And, unusually, the Democratic Party, given the slimmest of margins by Georgia’s Senate seats, has seized the day. They have actually grasped their opportunity and maintained impressive discipline! The American Rescue Plan is the first move of an administration that is proving to be everything the Republicans once falsely claimed about Obama: this administration really seems dedicated to a fundamental transformation of America. Biden is doing what Obama never could (or wanted to). Uncle Joe’s reputation for moderation, his old white-guy familiarity, his past centrism, his age and working-class affect, his confused senior stare and stuttering speech, has become a brilliant frontman for intensifying left-radicalism. 

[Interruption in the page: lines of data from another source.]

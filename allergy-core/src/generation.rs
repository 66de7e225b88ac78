//! Free-text questions forwarded to a hosted text-generation model.
//!
//! Unrelated to the advice rules; it only shares configuration and errors.

use anyhow::{Context, Result, anyhow};
use async_trait::async_trait;
use reqwest::Client;
use serde::{Deserialize, Serialize};
use std::{fmt::Debug, time::Duration};

use crate::{config::AssistantConfig, error::AdvisorError, provider::truncate_body};

const DEFAULT_BASE_URL: &str = "https://api.cohere.ai";

#[async_trait]
pub trait TextGenerator: Send + Sync + Debug {
    async fn generate(&self, prompt: &str) -> Result<String>;
}

/// Rejects blank prompts, forwards the rest and returns the trimmed answer.
pub async fn ask(generator: &dyn TextGenerator, prompt: &str) -> Result<String, AdvisorError> {
    if prompt.trim().is_empty() {
        return Err(AdvisorError::invalid_input("Please enter a valid question."));
    }

    let answer = generator.generate(prompt).await.map_err(|err| {
        tracing::warn!(error = %format!("{err:#}"), "text generation failed");
        AdvisorError::GenerationUnavailable(err)
    })?;

    let answer = answer.trim();
    if answer.is_empty() {
        return Err(AdvisorError::GenerationUnavailable(anyhow!("Generator returned no text")));
    }
    Ok(answer.to_string())
}

#[derive(Debug, Clone)]
pub struct CohereGenerator {
    api_key: String,
    model: String,
    max_tokens: u32,
    base_url: String,
    http: Client,
}

#[derive(Debug, Serialize)]
struct GenerateRequest<'a> {
    model: &'a str,
    prompt: &'a str,
    max_tokens: u32,
}

#[derive(Debug, Deserialize)]
struct Generation {
    text: String,
}

#[derive(Debug, Deserialize)]
struct GenerateResponse {
    generations: Vec<Generation>,
}

impl CohereGenerator {
    pub fn from_config(config: &AssistantConfig, timeout: Duration) -> Result<Self> {
        Self::with_base_url(config, DEFAULT_BASE_URL, timeout)
    }

    pub fn with_base_url(
        config: &AssistantConfig,
        base_url: &str,
        timeout: Duration,
    ) -> Result<Self> {
        let http = Client::builder()
            .timeout(timeout)
            .build()
            .context("Failed to build HTTP client for Cohere")?;

        Ok(Self {
            api_key: config.api_key.clone(),
            model: config.model.clone(),
            max_tokens: config.max_tokens,
            base_url: base_url.trim_end_matches('/').to_string(),
            http,
        })
    }
}

#[async_trait]
impl TextGenerator for CohereGenerator {
    async fn generate(&self, prompt: &str) -> Result<String> {
        let url = format!("{}/v1/generate", self.base_url);

        let res = self
            .http
            .post(&url)
            .bearer_auth(&self.api_key)
            .json(&GenerateRequest {
                model: &self.model,
                prompt,
                max_tokens: self.max_tokens,
            })
            .send()
            .await
            .context("Failed to send request to Cohere")?;

        let status = res.status();
        let body = res.text().await.context("Failed to read Cohere response body")?;

        if !status.is_success() {
            return Err(anyhow!(
                "Cohere generate request failed with status {}: {}",
                status,
                truncate_body(&body),
            ));
        }

        let parsed: GenerateResponse =
            serde_json::from_str(&body).context("Failed to parse Cohere generate JSON")?;

        parsed
            .generations
            .into_iter()
            .next()
            .map(|g| g.text)
            .ok_or_else(|| anyhow!("Cohere response contained no generations"))
    }
}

The nearly $2 trillion now being printed and borrowed and delivered directly to Americans is not about “rescuing” the economy. Pent-up demand, a big transfer of resources to ordinary people under the CARES Act, and an end to lockdowns will do that anyway. This package is about artificially super-charging the economy in the short term, while maximizing its redistributive effect. It’s a demonstration of the Democrats’ historically strongest argument: vote for us and we’ll take care of you.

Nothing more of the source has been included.